Exercise: Below are records to be repeated in full. Give them exactly.

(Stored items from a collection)

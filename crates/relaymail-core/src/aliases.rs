//! Address book
//!
//! Each identity keeps its own map from counterpart address to a
//! human-readable alias. The map is persisted as one blob per owner and
//! mirrored into a watch channel so views can re-render when it changes.

use std::collections::BTreeMap;

use parking_lot::Mutex;
use tokio::sync::watch;
use tracing::{debug, info};

use crate::context::ClientContext;
use crate::error::{MailError, MailResult};
use crate::storage::Storage;
use crate::types::is_valid_address;

/// Snapshot of an owner's aliases, keyed by address
pub type AliasMap = BTreeMap<String, String>;

fn normalize_address(address: &str) -> MailResult<String> {
    let address = address.trim();
    if !is_valid_address(address) {
        return Err(MailError::InvalidInput(format!(
            "'{}' is not a valid address",
            address
        )));
    }
    Ok(address.to_ascii_lowercase())
}

/// Alias directory of one owning identity
pub struct AliasDirectory {
    owner: String,
    storage: Storage,
    /// Serializes read-modify-write of the persisted map
    write_lock: Mutex<()>,
    tx: watch::Sender<AliasMap>,
}

impl AliasDirectory {
    /// Load the directory of the context's identity
    pub fn open(storage: Storage, ctx: &ClientContext) -> MailResult<Self> {
        let owner = ctx.identity().to_string();
        let aliases = storage.load_aliases(&owner)?;
        debug!(owner = %owner, count = aliases.len(), "Loaded alias directory");
        let (tx, _) = watch::channel(aliases);
        Ok(Self {
            owner,
            storage,
            write_lock: Mutex::new(()),
            tx,
        })
    }

    pub fn owner(&self) -> &str {
        &self.owner
    }

    /// Add or rename a counterpart.
    ///
    /// # Errors
    ///
    /// Returns `MailError::InvalidInput` for a malformed address or an alias
    /// that is empty after trimming.
    pub fn set_alias(&self, address: &str, alias: &str) -> MailResult<()> {
        let address = normalize_address(address)?;
        let alias = alias.trim();
        if alias.is_empty() {
            return Err(MailError::InvalidInput("alias must not be empty".to_string()));
        }

        let _guard = self.write_lock.lock();
        let mut aliases = self.tx.borrow().clone();
        if aliases.get(&address).map(String::as_str) == Some(alias) {
            return Ok(());
        }
        aliases.insert(address.clone(), alias.to_string());
        self.storage.save_aliases(&self.owner, &aliases)?;
        self.tx.send_replace(aliases);
        info!(owner = %self.owner, address = %address, "Alias saved");
        Ok(())
    }

    /// Forget a counterpart. Returns whether it was known.
    pub fn remove(&self, address: &str) -> MailResult<bool> {
        let address = normalize_address(address)?;

        let _guard = self.write_lock.lock();
        let mut aliases = self.tx.borrow().clone();
        if aliases.remove(&address).is_none() {
            return Ok(false);
        }
        self.storage.save_aliases(&self.owner, &aliases)?;
        self.tx.send_replace(aliases);
        info!(owner = %self.owner, address = %address, "Alias removed");
        Ok(true)
    }

    pub fn alias_for(&self, address: &str) -> Option<String> {
        let address = normalize_address(address).ok()?;
        self.tx.borrow().get(&address).cloned()
    }

    pub fn is_known(&self, address: &str) -> bool {
        self.alias_for(address).is_some()
    }

    /// All aliases, ordered by address
    pub fn list(&self) -> AliasMap {
        self.tx.borrow().clone()
    }

    /// Receive the map whenever it changes
    pub fn watch(&self) -> watch::Receiver<AliasMap> {
        self.tx.subscribe()
    }
}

Result:
filename crates/relaymail-core/src/aliases.rs
//! Address book
//!
//! Each identity keeps its own map from counterpart address to a
//! human-readable alias. The map is persisted as one blob per owner and
//! mirrored into a watch channel so views can re-render when it changes.

use std::collections::BTreeMap;

use parking_lot::Mutex;
use tokio::sync::watch;
use tracing::{debug, info};

use crate::context::ClientContext;
use crate::error::{MailError, MailResult};
use crate::storage::Storage;
use crate::types::is_valid_address;

/// Snapshot of an owner's aliases, keyed by address
pub type AliasMap = BTreeMap<String, String>;

fn normalize_address(address: &str) -> MailResult<String> {
    let address = address.trim();
    if !is_valid_address(address) {
        return Err(MailError::InvalidInput(format!(
            "'{}' is not a valid address",
            address
        )));
    }
    Ok(address.to_ascii_lowercase())
}

/// Alias directory of one owning identity
pub struct AliasDirectory {
    owner: String,
    storage: Storage,
    /// Serializes read-modify-write of the persisted map
    write_lock: Mutex<()>,
    tx: watch::Sender<AliasMap>,
}

impl AliasDirectory {
    /// Load the directory of the context's identity
    pub fn open(storage: Storage, ctx: &ClientContext) -> MailResult<Self> {
        let owner = ctx.identity().to_string();
        let aliases = storage.load_aliases(&owner)?;
        debug!(owner = %owner, count = aliases.len(), "Loaded alias directory");
        let (tx, _) = watch::channel(aliases);
        Ok(Self {
            owner,
            storage,
            write_lock: Mutex::new(()),
            tx,
        })
    }

    pub fn owner(&self) -> &str {
        &self.owner
    }

    /// Add or rename a counterpart.
    ///
    /// # Errors
    ///
    /// Returns `MailError::InvalidInput` for a malformed address or an alias
    /// that is empty after trimming.
    pub fn set_alias(&self, address: &str, alias: &str) -> MailResult<()> {
        let address = normalize_address(address)?;
        let alias = alias.trim();
        if alias.is_empty() {
            return Err(MailError::InvalidInput("alias must not be empty".to_string()));
        }

        let _guard = self.write_lock.lock();
        let mut aliases = self.tx.borrow().clone();
        if aliases.get(&address).map(String::as_str) == Some(alias) {
            return Ok(());
        }
        aliases.insert(address.clone(), alias.to_string());
        self.storage.save_aliases(&self.owner, &aliases)?;
        self.tx.send_replace(aliases);
        info!(owner = %self.owner, address = %address, "Alias saved");
        Ok(())
    }

    /// Forget a counterpart. Returns whether it was known.
    pub fn remove(&self, address: &str) -> MailResult<bool> {
        let address = normalize_address(address)?;

        let _guard = self.write_lock.lock();
        let mut aliases = self.tx.borrow().clone();
        if aliases.remove(&address).is_none() {
            return Ok(false);
        }
        self.storage.save_aliases(&self.owner, &aliases)?;
        self.tx.send_replace(aliases);
        info!(owner = %self.owner, address = %address, "Alias removed");
        Ok(true)
    }

    pub fn alias_for(&self, address: &str) -> Option<String> {
        let address = normalize_address(address).ok()?;
        self.tx.borrow().get(&address).cloned()
    }

    pub fn is_known(&self, address: &str) -> bool {
        self.alias_for(address).is_some()
    }

    /// All aliases, ordered by address
    pub fn list(&self) -> AliasMap {
        self.tx.borrow().clone()
    }

    /// Receive the map whenever it changes
    pub fn watch(&self) -> watch::Receiver<AliasMap> {
        self.tx.subscribe()
    }
}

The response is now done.